All these theories are bollocks and ignore real life.

In real life, what happens is that rent controls drive landlords out of the market, so you end up with more owner-occupiers who tend to look after their homes better than landlords/tenants.

So step one in increasing the number of owner-occupiers, which most people in the UK (including me) think is A Good Thing, is to discourage landlords.

Funding public services (which drive up land values) out of taxes on the thus created land values (instead of subsidising land values with taxes on earnings and output, for crying out loud) is the most obvious way of doing this - it's just like a service charge; rent controls are a second best but better than nothing.

Mark Wadsworth said...

And while we mock council housing, at the time it was built, it was far better and cheaper than what private landlords had to offer.
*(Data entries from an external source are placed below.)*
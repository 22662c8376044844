/// Bundles the plugin via nih_plug_xtask:
///
///   cargo xtask bundle neuronic-glitch --release
///
/// The bundles land in `target/bundled/` (`Neuronic Glitch.vst3` and
/// `Neuronic Glitch.clap`).
fn main() -> nih_plug_xtask::Result<()> {
    nih_plug_xtask::main()
}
That's why there was huge demand for it. And council housing still made a modest surplus for local councils. Win-win.

Anonymous said...

The housing crisis has been directly created by politicians and is something which even the most basic of arithmetic could have foretold.

If you deliberately increase the population by a net 300,000 per year, yet do not provide parallel volumes of additional accommodation, then price inflation will occur in both the purchase and renting sectors. No amount of controls after the fact will ever reverse that situation.

Quart into a pint-pot springs to mind. Who allowed/encouraged the extra 'pint' to arrive?